О, как бессильно холодное слово.
Но скоро он уже не мог сомневаться: это было то самое мистическое дуновение, то непонятное волнение, которое он всегда испытывал в любви. Он и не пытается понять свое состояние:
Оттого ли, потому ли, —
Но в тебе, в тебе одной
Безвозвратно потонули
Сердце, жизнь и разум мой.
В нем снова оживает вера в любовь, побеждающую смерть; только в любви смысл жизни, ею одной люди живы:
Люди живы той любовью,
Что одно к другому тянет,
Что над смертью торжествует
И в аду не перестанет.
«Уж он любовь отпел» — и вот она снова пришла к нему, хотя «осень ранняя смеется» над ним, хотя волосы его уже поседели.

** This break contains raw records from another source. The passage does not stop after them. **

mod drain_test;
mod helpers;
pub mod order;
pub mod product;
pub mod token;
pub mod user;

И перед лицом этой любви вся прежняя его жизнь, полная борьбы, стремлений и потерь, кажется «какой‑то сказкой». Труден был его путь, горы сдвигались и давили грудь:
И вдруг посыпались зарей вечерней розы,
Душа почуяла два легкие крыла,
И в новую страну неистощимой грезы
Любовь–волшебница меня перенесла.
С каждым днем чувство росло и захватывало его все сильнее; чистая нежность и мечтательность превращались в всепоглощающую- страсть, в «роковую беззаветную любовь».
Нет вопросов давно и не нужно речей,
Я стремлюся к тебе, словно к морю ручей.
Он охвачен стихийными эротическими силами, теряет рассудок, готов на все унижения — злая страсть и безнадежность. Знаю только одно, что безумно люблю.

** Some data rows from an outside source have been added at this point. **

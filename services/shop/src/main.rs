use std::net::SocketAddr;
use std::sync::Arc;

use anyhow::Context as _;
use clap::{Parser, Subcommand};
use sea_orm::Database;
use tracing::info;

use shop::config::ShopConfig;
use shop::infra::cache::CacheStore;
use shop::infra::db::DbUserRepository;
use shop::router::build_router;
use shop::state::{AppState, Settings};
use shop::usecase::user::{CreateUserUseCase, NewAccount};
use shop_auth_types::identity::JwtSecret;
use shop_core::config::Config;
use shop_core::shutdown::shutdown_signal;
use shop_core::tracing::init_tracing;

#[derive(Parser)]
#[command(name = "shop", about = "Shop API: products, orders and accounts")]
struct Cli {
    #[command(subcommand)]
    command: Option<Command>,
}

#[derive(Subcommand)]
enum Command {
    /// Run the HTTP API (default).
    Serve,
    /// Create a user account.
    CreateUser {
        #[arg(long)]
        username: String,
        #[arg(long, default_value = "")]
        email: String,
        #[arg(long, default_value = "")]
        first_name: String,
        #[arg(long, default_value = "")]
        last_name: String,
        #[arg(long, env = "SHOP_USER_PASSWORD", hide_env_values = true)]
        password: String,
        /// Grant admin rights.
        #[arg(long)]
        staff: bool,
    },
}

#[tokio::main]
async fn main() -> anyhow::Result<()> {
    init_tracing("info,sqlx=warn");

    let cli = Cli::parse();
    let config = ShopConfig::from_env().context("read configuration from environment")?;
    let db = Database::connect(&config.database_url)
        .await
        .context("connect to database")?;

    match cli.command.unwrap_or(Command::Serve) {
        Command::Serve => serve(config, db).await,
        Command::CreateUser {
            username,
            email,
            first_name,
            last_name,
            password,
            staff,
        } => {
            let user = CreateUserUseCase {
                users: DbUserRepository { db },
            }
            .execute(NewAccount {
                username,
                email,
                first_name,
                last_name,
                password,
                is_staff: staff,
            })
            .await
            .map_err(|e| anyhow::anyhow!("create user: {e}"))?;
            info!(user_id = %user.id, username = %user.username, "account ready");
            Ok(())
        }
    }
}

async fn serve(config: ShopConfig, db: sea_orm::DatabaseConnection) -> anyhow::Result<()> {
    let cache = match &config.cache_url {
        Some(url) => CacheStore::redis(url)?,
        None => {
            info!("CACHE_URL not set, using in-process cache");
            CacheStore::memory()
        }
    };
    let state = AppState {
        db,
        cache,
        jwt_secret: JwtSecret::new(&config.jwt_secret),
        settings: Arc::new(Settings::from_config(&config)?),
    };

    let router = build_router(state);
    let addr = format!("0.0.0.0:{}", config.shop_port);
    let listener = tokio::net::TcpListener::bind(&addr)
        .await
        .with_context(|| format!("bind {addr}"))?;

    info!("shop service listening on {addr}");
    axum::serve(
        listener,
        router.into_make_service_with_connect_info::<SocketAddr>(),
    )
    .with_graceful_shutdown(shutdown_signal())
    .await
    .context("server error")?;
    info!("shop service stopped");
    Ok(())
}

Но скоро он узнает и то, что его любовь не разделена, что любимую только тешит его обожание, что она равнодушна и насмешлива. И после гимна любви — первые слова о горечи и боли:
Тесно сердце — я вижу — твое для меня,
А разбить его было б мне жалко.
Хоть бы искру, хоть искру живого огня,
Ты холодная, злая русалка!
Он заклинает судьбу, уверяя ее и себя, что их встреча имеет нездешний таинственный смысл, что «там» он увидит ее подлинный светлый образ.
В этом мире лжи — о как ты лжива!
Средь обманов ты живой обман,
Но ведь он со мной, он мой, тот миг счастливый,
Что рассеет весь земной туман.
Он пытается заглушить свою боль верой в потустороннее преображение любви. Все недаром: нужна была эта земная страсть, эта пылающая темница для того, чтобы в том мире могли расцвести мистические розы.
Мы сошлись с тобой недаром,
И недаром, как пожаром,
Дышит страсть моя:
Эти пламенные муки
Только верные поруки
Силы бытия.
Свет из тьмы. Над черной глыбой
Вознестися не могли бы
Лики роз твоих,
Если бы в сумрачное лоно
Не впивался погруженный
Темный корень их.
В этих замечательных стихах заключено, как в зерне, все идейное богатство статьи «Смысл любви». Соловьев ищет в пла–тонизирующей теории оправдания своей несчастной страсти, своих бесцельных страданий. Подвигом веры и взлетом фантазии он спасается от убийственной бессмыслицы своего чувства. Есть что‑то магическое и страшное в его любовных заклинаниях, в его «преодолении очевидностей». Перед ним злая и холодная кокетка — он смотрит на нее и видит ее «настоящую»:
И меж тех цветов, в том вечном лете,
Серебром лазурным облита,
Как прекрасна ты, и в звездном свете,
Как любовь свободна и чиста.
Но какова бы ни была их встреча там, среди «нездешних цветов», все равно вера его уже оправдана, ибо чудо преображения через любовь произошло уже здесь. Мечта уже победила действительность, и поэзия восторжествовала над жизнью.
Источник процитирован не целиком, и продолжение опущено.